Fig. 2.

Ethanol inhibits d-APV-sensitive currents. A–C: effects of 10 mM EtOH. A: typical traces. First trace: CF-EPSCs recorded in the presence of NBQX. Second trace: d-APV inhibition of the NBQX-resistant currents. Third trace: recovery from d-APV inhibition. Fourth trace: inhibition of the recovered NMDA receptor-mediated current by 10 mM EtOH. B: time graph showing EtOH inhibition of NMDA receptor-mediated CF-EPSCs (EPSC1; n = 6). Bars indicate periods of drug application. After a stable baseline was established in the presence of NBQX (10 μM; black bar), d-APV (50 μM) was applied until steady inhibition was achieved (white bar).
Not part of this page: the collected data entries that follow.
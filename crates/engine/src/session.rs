//! Sessions: identity map and unit of work
//!
//! An [`EntityManager`] tracks every entity it created or loaded, keyed by
//! `(entity name, primary key)`, together with the snapshot taken when the
//! entity was last read from or written to storage.
//!
//! # Flush
//!
//! 1. Plan (synchronous): extract live state of every tracked entity, diff
//!    it against its snapshot, encode inserts, updates and deletes.
//! 2. Apply: the batch goes to the backend in one atomic call on a blocking
//!    thread.
//! 3. Settle: only after the backend accepted the whole batch are snapshots
//!    replaced, versions bumped and removed entities forgotten.
//!
//! A failed flush leaves the session exactly as it was, so retrying it
//! recomputes the same changes.
//!
//! Sessions never share state. A write flushed by one session becomes
//! visible in another only when that session loads the row afresh: first
//! load, `refresh`, a find with `FindOptions::refresh`, or after `clear`.

use std::collections::BTreeMap;
use std::sync::Arc;

use rustc_hash::FxHashMap;
use strata_core::{EntityId, EntityMetadata, Error, Result, Value};
use strata_mapping::{materialize, ChangeSet};
use strata_storage::{Selector, StoredRow, VersionBump, WriteOp};
use tracing::{debug, info, warn};

use crate::entity::EntityRef;
use crate::filter::{Filter, FindOptions};
use crate::orm::Orm;
use crate::snapshot::{capture, EntitySnapshot};

type Key = (String, EntityId);

/// Lifecycle state of a tracked entity
#[derive(Debug, Clone, Copy, PartialEq, Eq)]
pub enum EntityStatus {
    /// Created in this session, not yet inserted
    New,
    /// Loaded or flushed; has a snapshot
    Managed,
    /// Scheduled for deletion at the next flush
    Removed,
}

struct Tracked {
    entity: EntityRef,
    status: EntityStatus,
    snapshot: Option<EntitySnapshot>,
    seq: u64,
}

/// Row counts of a flush
#[derive(Debug, Clone, Copy, Default, PartialEq, Eq)]
pub struct FlushSummary {
    /// Entities inserted
    pub inserted: usize,
    /// Entities updated
    pub updated: usize,
    /// Entities deleted
    pub deleted: usize,
    /// Managed entities with no changes
    pub unchanged: usize,
}

impl FlushSummary {
    /// True if the flush wrote nothing
    pub fn is_noop(&self) -> bool {
        self.inserted == 0 && self.updated == 0 && self.deleted == 0
    }
}

enum Settle {
    Stored { key: Key, snapshot: EntitySnapshot },
    Deleted { key: Key },
}

struct FlushPlan {
    ops: Vec<WriteOp>,
    settle: Vec<Settle>,
    unchanged: usize,
}

/// One logical session
pub struct EntityManager {
    orm: Orm,
    id: u64,
    identity: FxHashMap<Key, Tracked>,
    next_seq: u64,
}

impl std::fmt::Debug for EntityManager {
    fn fmt(&self, f: &mut std::fmt::Formatter<'_>) -> std::fmt::Result {
        f.debug_struct("EntityManager")
            .field("session", &self.id)
            .field("tracked", &self.identity.len())
            .finish()
    }
}
//! Own-fields-only persistence
//!
//! Fields an object only reaches through its prototype are never written,
//! neither at creation nor on later updates.

use crate::common::*;

// ============================================================================
// Create
// ============================================================================

#[tokio::test]
async fn prototype_fields_not_persisted_on_create() {
    across_backends(|orm| async move {
        let defaults = Object::from_entries([("mouse", "no-brand"), ("theme", "dark")]);
        let devices = Object::with_prototype(&defaults);
        devices.set("keyboard", "acme");
        assert_eq!(devices.get("mouse").unwrap().as_str(), Some("no-brand"));

        let mut em = orm.fork();
        create_user(&mut em, "u1", "a@x", devices.into());
        em.flush().await.unwrap();

        let (_em, user) = load_fresh(&orm, "u1").await;
        assert_eq!(property(&orm, &user, "devices"), cv(json!({"keyboard": "acme"})));
        let loaded = user.get("devices").unwrap();
        let loaded = loaded.as_object().unwrap();
        assert!(loaded.get("mouse").is_none());
        assert!(loaded.prototype().is_none());
    })
    .await;
}

#[tokio::test]
async fn nested_prototype_fields_not_persisted() {
    across_backends(|orm| async move {
        let defaults = Object::from_entries([("dpi", 800)]);
        let mouse = Object::with_prototype(&defaults);
        mouse.set("brand", "acme");
        let devices = Object::from_entries([("mouse", mouse)]);

        let mut em = orm.fork();
        create_user(&mut em, "u1", "a@x", devices.into());
        em.flush().await.unwrap();

        let (_em, user) = load_fresh(&orm, "u1").await;
        assert_eq!(
            property(&orm, &user, "devices"),
            cv(json!({"mouse": {"brand": "acme"}}))
        );
    })
    .await;
}

#[tokio::test]
async fn hidden_fields_not_persisted() {
    across_backends(|orm| async move {
        let devices = Object::from_entries([("mouse", "acme")]);
        devices.define_hidden("cache", "scratch");

        let mut em = orm.fork();
        create_user(&mut em, "u1", "a@x", devices.into());
        em.flush().await.unwrap();

        let (_em, user) = load_fresh(&orm, "u1").await;
        assert_eq!(property(&orm, &user, "devices"), cv(json!({"mouse": "acme"})));
    })
    .await;
}

// ============================================================================
// Update
// ============================================================================

#[tokio::test]
async fn update_path_parity_across_three_sessions() {
    across_backends(|orm| async move {
        let mut first = orm.fork();
        create_user(&mut first, "u1", "a@x", Value::from(json!({"a": 1, "b": 1})));
        first.flush().await.unwrap();

        let (mut second, user) = load_fresh(&orm, "u1").await;
        let base = Object::from_entries([("a", 1)]);
        let next = Object::with_prototype(&base);
        next.set("a", 2);
        next.set("b", 2);
        user.set("devices", next).unwrap();
        let summary = second.flush().await.unwrap();
        assert_eq!(summary.updated, 1);

        let (_third, reloaded) = load_fresh(&orm, "u1").await;
        assert_eq!(property(&orm, &reloaded, "devices"), cv(json!({"a": 2, "b": 2})));
    })
    .await;
}

#[tokio::test]
async fn field_only_on_prototype_is_removed_on_update() {
    across_backends(|orm| async move {
        let mut first = orm.fork();
        create_user(&mut first, "u1", "a@x", Value::from(json!({"a": 1, "b": 1})));
        first.flush().await.unwrap();

        let (mut second, user) = load_fresh(&orm, "u1").await;
        let base = Object::from_entries([("a", 1)]);
        let next = Object::with_prototype(&base);
        next.set("b", 2);
        user.set("devices", next).unwrap();
        second.flush().await.unwrap();

        let (_third, reloaded) = load_fresh(&orm, "u1").await;
        assert_eq!(property(&orm, &reloaded, "devices"), cv(json!({"b": 2})));
    })
    .await;
}

#[tokio::test]
async fn shadowing_prototype_field_persists_own_value() {
    across_backends(|orm| async move {
        let mut em = orm.fork();
        let user = create_user(&mut em, "u1", "a@x", Value::from(json!({"a": 1})));
        em.flush().await.unwrap();

        let defaults = Object::from_entries([("a", 5), ("c", 5)]);
        let next = Object::with_prototype(&defaults);
        next.set("a", 3);
        user.set("devices", next).unwrap();
        em.flush().await.unwrap();

        let (_other, reloaded) = load_fresh(&orm, "u1").await;
        assert_eq!(property(&orm, &reloaded, "devices"), cv(json!({"a": 3})));
    })
    .await;
}

// ============================================================================
// Rejected values
// ============================================================================

#[tokio::test]
async fn native_value_rejected_at_flush_with_path() {
    across_backends(|orm| async move {
        let mut em = orm.fork();
        let user = create_user(&mut em, "u1", "a@x", Value::from(json!({"a": 1})));
        em.flush().await.unwrap();

        let devices = user.get("devices").unwrap();
        devices
            .as_object()
            .unwrap()
            .set("hook", strata_orm::NativeHandle::new(42u32));
        match em.flush().await.unwrap_err() {
            Error::UnsupportedValueKind { path, .. } => assert_eq!(path.to_string(), "devices.hook"),
            other => panic!("unexpected {:?}", other),
        }
    })
    .await;
}
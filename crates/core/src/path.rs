//! Paths into canonical values
//!
//! This module defines:
//! - PathSegment: a single key or index step
//! - JsonPath: a location inside a property value (e.g. `devices.mouse`
//!   or `purchases[0].at`)
//! - PathPattern: a path with `*` wildcards, used by schema hints
//!
//! Change sets, hydration errors and document-store path updates all
//! address locations with [`JsonPath`]. The first segment of an
//! entity-level path is always the property name.

use serde::{Deserialize, Serialize};
use std::fmt;
use std::str::FromStr;
use thiserror::Error;

use crate::limits::LimitError;

/// Error type for path parsing
#[derive(Debug, Error, Clone, PartialEq, Eq)]
pub enum PathParseError {
    /// Empty key in path
    #[error("empty key in path at position {0}")]
    EmptyKey(usize),
    /// Unclosed bracket
    #[error("unclosed bracket starting at position {0}")]
    UnclosedBracket(usize),
    /// Invalid array index
    #[error("invalid array index at position {0}: {1}")]
    InvalidIndex(usize, String),
    /// Unexpected character
    #[error("unexpected character '{0}' at position {1}")]
    UnexpectedChar(char, usize),
}

/// A segment in a path
///
/// # Examples
///
/// ```
/// use strata_core::PathSegment;
///
/// let key = PathSegment::Key("mouse".to_string());
/// let idx = PathSegment::Index(0);
/// assert_ne!(key, idx);
/// ```
#[derive(Debug, Clone, PartialEq, Eq, Hash, PartialOrd, Ord, Serialize, Deserialize)]
pub enum PathSegment {
    /// Object key: `.foo`
    Key(String),
    /// Array index: `[0]`
    Index(usize),
}

impl PathSegment {
    /// Get the key if this is a key segment
    pub fn as_key(&self) -> Option<&str> {
        match self {
            PathSegment::Key(k) => Some(k),
            PathSegment::Index(_) => None,
        }
    }
}

impl fmt::Display for PathSegment {
    fn fmt(&self, f: &mut fmt::Formatter<'_>) -> fmt::Result {
        match self {
            PathSegment::Key(k) => write!(f, ".{}", k),
            PathSegment::Index(i) => write!(f, "[{}]", i),
        }
    }
}

/// A path into a canonical value
///
/// | Syntax | Meaning | Example |
/// |--------|---------|---------|
/// | `key` | Object property | `devices` |
/// | `[n]` | Array index | `[0]` |
/// | `a.b` | Nested property | `devices.mouse` |
/// | `a[n].b` | Property, index, property | `purchases[0].at` |
/// | (empty) | Root | `` |
///
/// # Examples
///
/// ```
/// use strata_core::JsonPath;
///
/// let mouse = JsonPath::root().key("devices").key("mouse");
/// let parsed: JsonPath = "devices.mouse".parse().unwrap();
/// assert_eq!(parsed, mouse);
///
/// let devices = JsonPath::root().key("devices");
/// assert!(devices.is_ancestor_of(&mouse));
/// ```
#[derive(Debug, Clone, PartialEq, Eq, Hash, PartialOrd, Ord, Serialize, Deserialize, Default)]
pub struct JsonPath {
    segments: Vec<PathSegment>,
}

impl JsonPath {
    /// Create the root path (empty path)
    pub fn root() -> Self {
        JsonPath {
            segments: Vec::new(),
        }
    }

    /// Create a path from a vector of segments
    pub fn from_segments(segments: Vec<PathSegment>) -> Self {
        JsonPath { segments }
    }

    /// Path consisting of a single property name
    pub fn property(name: impl Into<String>) -> Self {
        JsonPath::root().key(name)
    }

    /// Get the path segments
    pub fn segments(&self) -> &[PathSegment] {
        &self.segments
    }

    /// Get the number of segments in the path
    pub fn len(&self) -> usize {
        self.segments.len()
    }

    /// Check if this is the root path (empty)
    pub fn is_empty(&self) -> bool {
        self.segments.is_empty()
    }

    /// Check if this is the root path
    pub fn is_root(&self) -> bool {
        self.segments.is_empty()
    }

    /// Append a key segment (builder pattern)
    pub fn key(mut self, key: impl Into<String>) -> Self {
        self.segments.push(PathSegment::Key(key.into()));
        self
    }

    /// Append an index segment (builder pattern)
    pub fn index(mut self, idx: usize) -> Self {
        self.segments.push(PathSegment::Index(idx));
        self
    }

    /// Push a key segment (mutating)
    pub fn push_key(&mut self, key: impl Into<String>) {
        self.segments.push(PathSegment::Key(key.into()));
    }

    /// Push an index segment (mutating)
    pub fn push_index(&mut self, idx: usize) {
        self.segments.push(PathSegment::Index(idx));
    }

    /// Remove and return the last segment
    pub fn pop(&mut self) -> Option<PathSegment> {
        self.segments.pop()
    }

    /// Get the parent path (None if root)
    pub fn parent(&self) -> Option<JsonPath> {
        if self.segments.is_empty() {
            None
        } else {
            let mut parent = self.clone();
            parent.segments.pop();
            Some(parent)
        }
    }

    /// Get the first segment (None if root)
    pub fn first_segment(&self) -> Option<&PathSegment> {
        self.segments.first()
    }

    /// Get the last segment (None if root)
    pub fn last_segment(&self) -> Option<&PathSegment> {
        self.segments.last()
    }

    /// The property an entity-level path starts at
    pub fn property_name(&self) -> Option<&str> {
        self.first_segment().and_then(PathSegment::as_key)
    }

    /// Segments after the first `n`
    pub fn suffix(&self, n: usize) -> &[PathSegment] {
        self.segments.get(n..).unwrap_or(&[])
    }

    /// Check if this path is an ancestor of another (or equal)
    pub fn is_ancestor_of(&self, other: &JsonPath) -> bool {
        if self.segments.len() > other.segments.len() {
            return false;
        }
        self.segments
            .iter()
            .zip(other.segments.iter())
            .all(|(a, b)| a == b)
    }

    /// Check if this path is a descendant of another (or equal)
    pub fn is_descendant_of(&self, other: &JsonPath) -> bool {
        other.is_ancestor_of(self)
    }

    /// Check if two paths overlap (one is ancestor/descendant of the other)
    pub fn overlaps(&self, other: &JsonPath) -> bool {
        self.is_ancestor_of(other) || self.is_descendant_of(other)
    }

    /// Validate path length against `max_len` segments
    pub fn validate(&self, max_len: usize) -> Result<(), LimitError> {
        let length = self.segments.len();
        if length > max_len {
            Err(LimitError::PathTooLong {
                length,
                max: max_len,
            })
        } else {
            Ok(())
        }
    }

    /// Convert to a string representation
    pub fn to_path_string(&self) -> String {
        let mut result = String::new();
        for seg in &self.segments {
            match seg {
                PathSegment::Key(k) => {
                    if !result.is_empty() {
                        result.push('.');
                    }
                    result.push_str(k);
                }
                PathSegment::Index(i) => {
                    result.push('[');
                    result.push_str(&i.to_string());
                    result.push(']');
                }
            }
        }
        result
    }
}

fn is_key_char(c: char) -> bool {
    c.is_alphanumeric() || c == '_' || c == '-' || c == '$'
}

impl FromStr for JsonPath {
    type Err = PathParseError;

    /// Parse a path from a string
    ///
    /// Supported syntax:
    /// - `foo` or `.foo` - object key
    /// - `[0]` - array index
    /// - `foo.bar` - nested keys
    /// - `foo[0].bar` - mixed
    fn from_str(s: &str) -> Result<Self, Self::Err> {
        let segments = parse_segments(s, false)?
            .into_iter()
            .map(|seg| match seg {
                PatternSegment::Key(k) => PathSegment::Key(k),
                PatternSegment::Index(i) => PathSegment::Index(i),
                // wildcards are rejected when `allow_wildcard` is false
                PatternSegment::Any => PathSegment::Key("*".to_string()),
            })
            .collect();
        Ok(JsonPath { segments })
    }
}

impl fmt::Display for JsonPath {
    fn fmt(&self, f: &mut fmt::Formatter<'_>) -> fmt::Result {
        if self.segments.is_empty() {
            write!(f, "$")
        } else {
            write!(f, "{}", self.to_path_string())
        }
    }
}

impl From<PathSegment> for JsonPath {
    fn from(segment: PathSegment) -> Self {
        JsonPath::from_segments(vec![segment])
    }
}

// =============================================================================
// PathPattern
// =============================================================================

/// A segment of a [`PathPattern`]
#[derive(Debug, Clone, PartialEq, Eq, Hash)]
pub enum PatternSegment {
    /// Exact object key
    Key(String),
    /// Exact array index
    Index(usize),
    /// Any key or index (`*` or `[*]`)
    Any,
}

/// A path with wildcards, matched against concrete [`JsonPath`] suffixes
///
/// ```
/// use strata_core::{JsonPath, PathPattern};
///
/// let pattern: PathPattern = "purchases[*].at".parse().unwrap();
/// let path: JsonPath = "purchases[3].at".parse().unwrap();
/// assert!(pattern.matches(path.segments()));
/// ```
#[derive(Debug, Clone, PartialEq, Eq, Hash)]
pub struct PathPattern {
    segments: Vec<PatternSegment>,
}

impl PathPattern {
    /// Pattern segments
    pub fn segments(&self) -> &[PatternSegment] {
        &self.segments
    }

    /// Check whether the pattern matches the given segments exactly
    pub fn matches(&self, path: &[PathSegment]) -> bool {
        self.segments.len() == path.len()
            && self
                .segments
                .iter()
                .zip(path.iter())
                .all(|(pattern, segment)| match (pattern, segment) {
                    (PatternSegment::Any, _) => true,
                    (PatternSegment::Key(a), PathSegment::Key(b)) => a == b,
                    (PatternSegment::Index(a), PathSegment::Index(b)) => a == b,
                    _ => false,
                })
    }
}

impl FromStr for PathPattern {
    type Err = PathParseError;

    fn from_str(s: &str) -> Result<Self, Self::Err> {
        Ok(PathPattern {
            segments: parse_segments(s, true)?,
        })
    }
}

impl fmt::Display for PathPattern {
    fn fmt(&self, f: &mut fmt::Formatter<'_>) -> fmt::Result {
        for (i, seg) in self.segments.iter().enumerate() {
            match seg {
                PatternSegment::Key(k) if i == 0 => write!(f, "{}", k)?,
                PatternSegment::Key(k) => write!(f, ".{}", k)?,
                PatternSegment::Index(idx) => write!(f, "[{}]", idx)?,
                PatternSegment::Any => write!(f, "[*]")?,
            }
        }
        Ok(())
    }
}

fn parse_segments(s: &str, allow_wildcard: bool) -> Result<Vec<PatternSegment>, PathParseError> {
    if s.is_empty() {
        return Ok(Vec::new());
    }

    let mut segments = Vec::new();
    let chars: Vec<char> = s.chars().collect();
    let mut i = 0;

    // Skip leading dot if present
    if chars[i] == '.' {
        i += 1;
    }

    while i < chars.len() {
        if chars[i] == '.' {
            i += 1;
            if i >= chars.len() {
                return Err(PathParseError::EmptyKey(i));
            }
        }

        if chars[i] == '[' {
            let start = i;
            i += 1;
            let idx_start = i;
            while i < chars.len() && chars[i] != ']' {
                i += 1;
            }
            if i >= chars.len() {
                return Err(PathParseError::UnclosedBracket(start));
            }

            let idx_str: String = chars[idx_start..i].iter().collect();
            if allow_wildcard && idx_str == "*" {
                segments.push(PatternSegment::Any);
            } else {
                let idx = idx_str
                    .parse::<usize>()
                    .map_err(|_| PathParseError::InvalidIndex(idx_start, idx_str))?;
                segments.push(PatternSegment::Index(idx));
            }
            i += 1; // Skip closing bracket
        } else if allow_wildcard && chars[i] == '*' {
            segments.push(PatternSegment::Any);
            i += 1;
        } else if is_key_char(chars[i]) {
            let key_start = i;
            while i < chars.len() && is_key_char(chars[i]) {
                i += 1;
            }
            let key: String = chars[key_start..i].iter().collect();
            segments.push(PatternSegment::Key(key));
        } else {
            return Err(PathParseError::UnexpectedChar(chars[i], i));
        }
    }

    Ok(segments)
}
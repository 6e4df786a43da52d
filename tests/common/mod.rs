//! Shared test utilities for the integration suites.
//!
//! Import via `#[path = "../common/mod.rs"] mod common;` from a suite's main.rs.

#![allow(dead_code)]
#![allow(unused_imports)]

use std::future::Future;
use std::sync::Once;

pub use serde_json::json;
pub use strata_orm::{
    BackendKind, CanonicalValue, EntityManager, EntityMetadata, EntityRef, Error, Filter,
    FindOptions, JsonHint, MetadataRegistry, Object, Orm, OrmConfig, PropertyMetadata,
    ScalarType, TypedLeaf, Value,
};

// ============================================================================
// Initialization
// ============================================================================

static INIT_TRACING: Once = Once::new();

/// Route `tracing` output through the test harness (shown with `--nocapture`)
pub fn init_tracing() {
    INIT_TRACING.call_once(|| {
        let _ = tracing_subscriber::fmt()
            .with_test_writer()
            .with_max_level(tracing::Level::DEBUG)
            .try_init();
    });
}

// ============================================================================
// Schema
// ============================================================================

/// `User` with a unique email and two JSON properties; `Event` with a
/// datetime column and a hinted JSON payload
pub fn registry() -> MetadataRegistry {
    MetadataRegistry::builder()
        .register(
            EntityMetadata::builder("User")
                .property(PropertyMetadata::scalar("email", ScalarType::String).unique())
                .property(PropertyMetadata::json("devices"))
                .property(PropertyMetadata::json("profile"))
                .build(),
        )
        .register(
            EntityMetadata::builder("Event")
                .property(PropertyMetadata::scalar("title", ScalarType::String).required())
                .property(PropertyMetadata::scalar("at", ScalarType::DateTime))
                .property(PropertyMetadata::json_with_hint(
                    "payload",
                    JsonHint::new().datetime("history[*].at"),
                ))
                .versioned("version")
                .build(),
        )
        .build()
        .expect("test registry is valid")
}

// ============================================================================
// ORM factories
// ============================================================================

/// Fresh ORM on the given backend, in memory
pub fn open(kind: BackendKind) -> Orm {
    init_tracing();
    let config = match kind {
        BackendKind::Document => OrmConfig::document(),
        BackendKind::Relational => OrmConfig::relational(),
    }
    .with_log_queries(true);
    Orm::open(config, registry()).expect("open orm")
}

/// Run `test` once per backend, each with a fresh ORM
pub async fn across_backends<F, Fut>(test: F)
where
    F: Fn(Orm) -> Fut,
    Fut: Future<Output = ()>,
{
    for kind in [BackendKind::Document, BackendKind::Relational] {
        tracing::info!(target: "strata::test", backend = %kind, "running");
        test(open(kind)).await;
    }
}

// ============================================================================
// Value helpers
// ============================================================================

/// Canonical form of a live value (own fields only)
pub fn canonical(orm: &Orm, value: &Value) -> CanonicalValue {
    strata_mapping::extract(value, orm.codecs()).expect("extractable value")
}

/// Canonical form of an entity property; `Null` when unset
pub fn property(orm: &Orm, entity: &EntityRef, name: &str) -> CanonicalValue {
    match entity.get(name) {
        Some(value) => canonical(orm, &value),
        None => CanonicalValue::Null,
    }
}

/// Canonical value from JSON
pub fn cv(value: serde_json::Value) -> CanonicalValue {
    CanonicalValue::from(value)
}

/// Create a `User` in `em` with the given id, email and devices
pub fn create_user(em: &mut EntityManager, id: &str, email: &str, devices: Value) -> EntityRef {
    em.create_with_id(
        "User",
        id,
        [("email", Value::from(email)), ("devices", devices)],
    )
    .expect("create user")
}

/// Load a `User` by id in a brand new session
pub async fn load_fresh(orm: &Orm, id: &str) -> (EntityManager, EntityRef) {
    let mut em = orm.fork();
    let user = em
        .find_one_or_fail("User", &Filter::id(id))
        .await
        .expect("user exists");
    (em, user)
}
Subsequently, d-APV was washed out and the NMDA receptor-mediated current was allowed to recover before the application of EtOH (10 mM; grey bar). C: bar graph showing the reduction of NBQX-resistant currents by d-APV (50 μM), d-APV washout, and suppression by 10 mM EtOH (n = 6). Amplitude of recovered EPSCs after d-APV washout was normalized to baseline values before calculating the EPSC reduction in the presence of EtOH. D–F: effects of 50 mM EtOH. D: typical traces show the suppression of d-APV-sensitive currents by 50 mM EtOH. E: time graph showing EPSC blockade by d-APV, recovery after washout, and subsequent suppression by 50 mM EtOH (n = 9). F: bar graph showing the reduction of NBQX-resistant currents by d-APV (50 μM), d-APV washout, and suppression by 50 mM EtOH (n = 9; *P < 0.05; paired Student's t-test). Error bars are means ± SE.